■ Problem statement: From the first line to the last, retype the listing without any alteration.

■ Listed records:

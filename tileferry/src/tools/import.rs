use anyhow::Result;
use std::path::PathBuf;
use tileferry_container::directory::{ImportOptions, import_directory};
use tileferry_core::TileScheme;

#[derive(clap::Args, Debug)]
#[command(arg_required_else_help = true, disable_version_flag = true)]
pub struct Subcommand {
	/// directory with `<z>/<x>/<y>.<format>` tiles and an optional metadata.json
	#[arg()]
	input_dir: PathBuf,

	/// MBTiles file to create; must not exist yet
	#[arg()]
	output_file: PathBuf,

	/// layout of the input directory
	#[arg(long, value_enum, default_value_t = TileScheme::Tms, display_order = 1)]
	scheme: TileScheme,

	/// file extension of tiles; other files are ignored
	#[arg(long, default_value = "png", display_order = 1)]
	format: String,

	/// deduplicate identical tiles after importing
	#[arg(long, display_order = 2)]
	compact: bool,
}

pub fn run(arguments: &Subcommand) -> Result<()> {
	eprintln!("import {:?} into {:?}", arguments.input_dir, arguments.output_file);

	let options = ImportOptions {
		scheme: arguments.scheme,
		format: arguments.format.clone(),
		compact: arguments.compact,
	};
	let summary = import_directory(&arguments.input_dir, &arguments.output_file, &options)?;
	log::info!("imported {} tiles and {} grids", summary.tiles, summary.grids);
	Ok(())
}
use anyhow::Result;
use std::path::PathBuf;
use tileferry_container::{
	MBTilesStore,
	compaction::{DEFAULT_CHUNK_SIZE, compact_mbtiles},
};

#[derive(clap::Args, Debug)]
#[command(arg_required_else_help = true, disable_version_flag = true)]
pub struct Subcommand {
	/// MBTiles file to compact in place
	#[arg()]
	file: PathBuf,

	/// number of tiles processed per transaction
	#[arg(long, value_name = "int", default_value_t = DEFAULT_CHUNK_SIZE)]
	chunk_size: usize,
}

pub fn run(arguments: &Subcommand) -> Result<()> {
	eprintln!("compact {:?}", arguments.file);

	let store = MBTilesStore::open(&arguments.file)?;
	compact_mbtiles(&store, arguments.chunk_size)?;
	Ok(())
}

■ Expected output:
filename tileferry/src/tools/import.rs
use anyhow::Result;
use std::path::PathBuf;
use tileferry_container::directory::{ImportOptions, import_directory};
use tileferry_core::TileScheme;

#[derive(clap::Args, Debug)]
#[command(arg_required_else_help = true, disable_version_flag = true)]
pub struct Subcommand {
	/// directory with `<z>/<x>/<y>.<format>` tiles and an optional metadata.json
	#[arg()]
	input_dir: PathBuf,

	/// MBTiles file to create; must not exist yet
	#[arg()]
	output_file: PathBuf,

	/// layout of the input directory
	#[arg(long, value_enum, default_value_t = TileScheme::Tms, display_order = 1)]
	scheme: TileScheme,

	/// file extension of tiles; other files are ignored
	#[arg(long, default_value = "png", display_order = 1)]
	format: String,

	/// deduplicate identical tiles after importing
	#[arg(long, display_order = 2)]
	compact: bool,
}

pub fn run(arguments: &Subcommand) -> Result<()> {
	eprintln!("import {:?} into {:?}", arguments.input_dir, arguments.output_file);

	let options = ImportOptions {
		scheme: arguments.scheme,
		format: arguments.format.clone(),
		compact: arguments.compact,
	};
	let summary = import_directory(&arguments.input_dir, &arguments.output_file, &options)?;
	log::info!("imported {} tiles and {} grids", summary.tiles, summary.grids);
	Ok(())
}
use anyhow::Result;
use std::path::PathBuf;
use tileferry_container::{
	MBTilesStore,
	compaction::{DEFAULT_CHUNK_SIZE, compact_mbtiles},
};

#[derive(clap::Args, Debug)]
#[command(arg_required_else_help = true, disable_version_flag = true)]
pub struct Subcommand {
	/// MBTiles file to compact in place
	#[arg()]
	file: PathBuf,

	/// number of tiles processed per transaction
	#[arg(long, value_name = "int", default_value_t = DEFAULT_CHUNK_SIZE)]
	chunk_size: usize,
}

pub fn run(arguments: &Subcommand) -> Result<()> {
	eprintln!("compact {:?}", arguments.file);

	let store = MBTilesStore::open(&arguments.file)?;
	compact_mbtiles(&store, arguments.chunk_size)?;
	Ok(())
}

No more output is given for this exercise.